Ia menyebut contoh, ada beberapa bupati yang menaikkan jumlah dana bantuan sosial hingga seribu persen pada tahun ini, dibanding tahun sebelumnya.

“Ini dilakukan untuk menarik simpati pemilih. Dana-dana itu begitu muda disalurkan ketika inkumben ingin maju lagi dalam Pilkada,” katanya.

“Hal-hal seperti ini perlu dibuka oleh media, agar publik bisa menimbang-nimbang sebelum mereka menentukan pilihan,” tegasnya.

Sementara itu, Alexander Seran, dosen Universitas Atma Jaya mengatakan, kuasa dan uang palig kuat digunakan untuk mengendalikan perilaku masyatakat demi kepentingan politik.

“Maka menjadi tugas warga negara dan secara khusus media massa untuk melakuakan pekerjaannya secara independen dan profesional,” katanya.

Ia mengatakan, media massa harus berani mengungkap praktik-praktik kotor dalam penyelenggaraan pemilu.

Kecemasan terkait bahaya politik uang juga diungkap oleh Amas Sjafrina, peneliti dari Indonesia Corruption Watch (ICW), di mana ia mengatakan, hal ini terutama dipicu aturan baru tahun ini, di mana Pilkada hanya berlangsung satu putaran.

Aturan tersebut, kata dia, membuat pasangan calon akan berusaha keras, bahkan dengan menggunakan segala cara, untuk menang.

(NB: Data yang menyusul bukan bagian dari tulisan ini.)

// Licensed under the Apache-2.0 license

//! Name conversion, literal formatting and bit-mask helpers shared by every
//! output target.

/// Converts a name to snake_case.
///
/// - Leading digits get an underscore prefix
/// - Punctuation and whitespace become underscores
/// - lower-to-upper CamelCase transitions get underscore separators
/// - Rust keywords get an underscore suffix
///
/// # Examples
/// ```
/// use regfile_generator::util::snake_case;
/// assert_eq!(snake_case("IntStatus"), "int_status");
/// assert_eq!(snake_case("UART_CTRL"), "uart_ctrl");
/// ```
pub fn snake_case(name: &str) -> String {
    let mut result = String::new();
    if let Some(c) = name.chars().next() {
        if c.is_ascii_digit() {
            result.push('_');
        }
    }
    let mut prev = None;
    for c in name.chars() {
        if c.is_ascii_whitespace() || c.is_ascii_punctuation() {
            if prev != Some('_') {
                result.push('_');
            }
            prev = Some('_');
            continue;
        }
        if let Some(prev) = prev {
            if prev.is_ascii_lowercase() && c.is_ascii_uppercase() {
                result.push('_');
            }
        }
        prev = Some(c);
        result.push(c.to_ascii_lowercase());
    }
    tweak_keywords(result.trim_end_matches('_')).to_string()
}

/// Converts a name to UPPER_SNAKE_CASE for constants and macros.
///
/// Keyword tweaking does not apply since upper-case names never clash.
///
/// ```
/// use regfile_generator::util::constant_case;
/// assert_eq!(constant_case("IntStatus"), "INT_STATUS");
/// assert_eq!(constant_case("tx fifo"), "TX_FIFO");
/// ```
pub fn constant_case(name: &str) -> String {
    snake_case(name).trim_end_matches('_').to_ascii_uppercase()
}

/// Converts a name to CamelCase (PascalCase).
///
/// # Examples
/// ```
/// use regfile_generator::util::camel_case;
/// assert_eq!(camel_case("uart_regs"), "UartRegs");
/// assert_eq!(camel_case("I2C_CTRL"), "I2cCtrl");
/// ```
pub fn camel_case(name: &str) -> String {
    let mut result = String::new();
    if let Some(c) = name.chars().next() {
        if c.is_ascii_digit() {
            result.push('_');
        }
    }
    let mut upper_next = true;
    for c in name.chars() {
        if c.is_ascii_punctuation() || c.is_ascii_whitespace() {
            upper_next = true;
        } else {
            result.push(if upper_next {
                c.to_ascii_uppercase()
            } else {
                c.to_ascii_lowercase()
            });
            upper_next = false;
        }
    }
    String::from(tweak_keywords(&result))
}

/// Appends underscore suffix to Rust keywords to avoid conflicts.
fn tweak_keywords(s: &str) -> &str {
    match s {
        "as" => "as_",
        "break" => "break_",
        "const" => "const_",
        "continue" => "continue_",
        "crate" => "crate_",
        "else" => "else_",
        "enum" => "enum_",
        "extern" => "extern_",
        "false" => "false_",
        "fn" => "fn_",
        "for" => "for_",
        "if" => "if_",
        "impl" => "impl_",
        "in" => "in_",
        "let" => "let_",
        "loop" => "loop_",
        "match" => "match_",
        "mod" => "mod_",
        "move" => "move_",
        "mut" => "mut_",
        "pub" => "pub_",
        "ref" => "ref_",
        "return" => "return_",
        "self" => "self_",
        "Self" => "Self_",
        "static" => "static_",
        "struct" => "struct_",
        "super" => "super_",
        "trait" => "trait_",
        "true" => "true_",
        "type" => "type_",
        "unsafe" => "unsafe_",
        "use" => "use_",
        "where" => "where_",
        "while" => "while_",
        "async" => "async_",
        "await" => "await_",
        "dyn" => "dyn_",
        s => s,
    }
}

/// Formats an integer as a hex constant with underscores for readability.
///
/// Values <= 9 are formatted as decimal; larger values use hex with
/// underscore separators every 4 digits.
///
/// # Examples
/// ```
/// use regfile_generator::util::hex_const;
/// assert_eq!(hex_const(5), "5");
/// assert_eq!(hex_const(0x1234), "0x1234");
/// assert_eq!(hex_const(0x12345678), "0x1234_5678");
/// ```
pub fn hex_const(val: u64) -> String {
    if val > 9 {
        let mut x = String::new();
        for (i, c) in format!("{val:x}").chars().rev().enumerate() {
            if i % 4 == 0 && i != 0 {
                x.push('_');
            }
            x.push(c);
        }
        "0x".to_string() + &x.chars().rev().collect::<String>()
    } else {
        format!("{val}")
    }
}

/// Formats an unsigned C literal zero-padded to `bits` worth of hex digits.
///
/// Values wider than 32 bits get the `ULL` suffix so the literal keeps its
/// type on every C data model.
///
/// ```
/// use regfile_generator::util::c_hex;
/// assert_eq!(c_hex(0x3, 32), "0x00000003U");
/// assert_eq!(c_hex(0x10, 8), "0x10U");
/// assert_eq!(c_hex(1, 64), "0x0000000000000001ULL");
/// ```
pub fn c_hex(val: u64, bits: u32) -> String {
    let digits = hex_digits(bits);
    let suffix = if bits > 32 { "ULL" } else { "U" };
    format!("0x{val:0digits$X}{suffix}")
}

/// Number of hex digits needed to show `bits` bits (at least one).
pub fn hex_digits(bits: u32) -> usize {
    (bits.max(1) as usize).div_ceil(4)
}

/// All-ones mask of `width` bits shifted up to `position`.
///
/// Bits shifted beyond 64 are dropped; callers validate the range first.
///
/// ```
/// use regfile_generator::util::bit_mask;
/// assert_eq!(bit_mask(2, 3), 0b11100);
/// assert_eq!(bit_mask(0, 64), u64::MAX);
/// ```
pub fn bit_mask(position: u32, width: u32) -> u64 {
    if width == 0 || position >= 64 {
        return 0;
    }
    let ones = if width >= 64 {
        u64::MAX
    } else {
        (1u64 << width) - 1
    };
    ones << position
}

/// Name of the unsigned C type holding `data_width` bits.
pub fn c_type(data_width: u8) -> &'static str {
    match data_width {
        8 => "uint8_t",
        16 => "uint16_t",
        64 => "uint64_t",
        _ => "uint32_t",
    }
}

/// Name of the unsigned Rust type holding `data_width` bits.
pub fn rust_type(data_width: u8) -> &'static str {
    match data_width {
        8 => "u8",
        16 => "u16",
        64 => "u64",
        _ => "u32",
    }
}

#[cfg(test)]
mod tests {
    use super::*;

    #[test]
    fn test_snake_case() {
        assert_eq!(snake_case("MyRegister"), "my_register");
        assert_eq!(snake_case("I2C_CTRL"), "i2c_ctrl");
        assert_eq!(snake_case("HTTPServer"), "httpserver");
        assert_eq!(snake_case("type"), "type_");
        assert_eq!(snake_case("false"), "false_");
        assert_eq!(snake_case("TRUE"), "true_");
        assert_eq!(snake_case("0_cfg"), "_0_cfg");
    }

    #[test]
    fn test_constant_case() {
        assert_eq!(constant_case("ctrl"), "CTRL");
        assert_eq!(constant_case("IntEnable"), "INT_ENABLE");
        // Keyword tweaks are dropped again for constants.
        assert_eq!(constant_case("type"), "TYPE");
    }

    #[test]
    fn test_camel_case() {
        assert_eq!(camel_case("my_register"), "MyRegister");
        assert_eq!(camel_case("HTTP_SERVER"), "HttpServer");
    }

    #[test]
    fn test_hex_const() {
        assert_eq!(hex_const(0), "0");
        assert_eq!(hex_const(9), "9");
        assert_eq!(hex_const(10), "0xa");
        assert_eq!(hex_const(0x12345678), "0x1234_5678");
    }

    #[test]
    fn test_c_hex() {
        assert_eq!(c_hex(0, 16), "0x0000U");
        assert_eq!(c_hex(0xABC, 12), "0xABCU");
        assert_eq!(c_hex(0xFF, 1), "0xFFU");
    }

    #[test]
    fn test_bit_mask() {
        assert_eq!(bit_mask(0, 1), 1);
        assert_eq!(bit_mask(4, 4), 0xF0);
        assert_eq!(bit_mask(31, 1), 0x8000_0000);
        assert_eq!(bit_mask(63, 1), 1 << 63);
        assert_eq!(bit_mask(0, 0), 0);
        assert_eq!(bit_mask(64, 1), 0);
    }
}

“Kami menduga, mereka akan berupaya melanggar larangan untuk tidak menggunakan politik uang, mengingat ini pertarungan sengit,” katanya.

Gereja Katolik sejauh ini juga memberi perhatian pada soal ini.

Mgr Hubertus Leteng, uskup Ruteng – Flores, di mana dua kabupaten di keuksupan itu yaitu Manggarai dan Manggarai Barat menyenggarakan Pilkada, meminta umat untuk tidak menerima uang dari kandidat.

“Saya meminta untuk menolak politik uang, Kalau praktek politik uang masih terjadi, maka rakyat tidak dalam kondisi bebas memilih calon yang terbaik,” katanya.

Hal itu, kata dia, menjauhkan masyarakat dari peluang untuk mendapat pemimpin yang benar-benar berkualitas.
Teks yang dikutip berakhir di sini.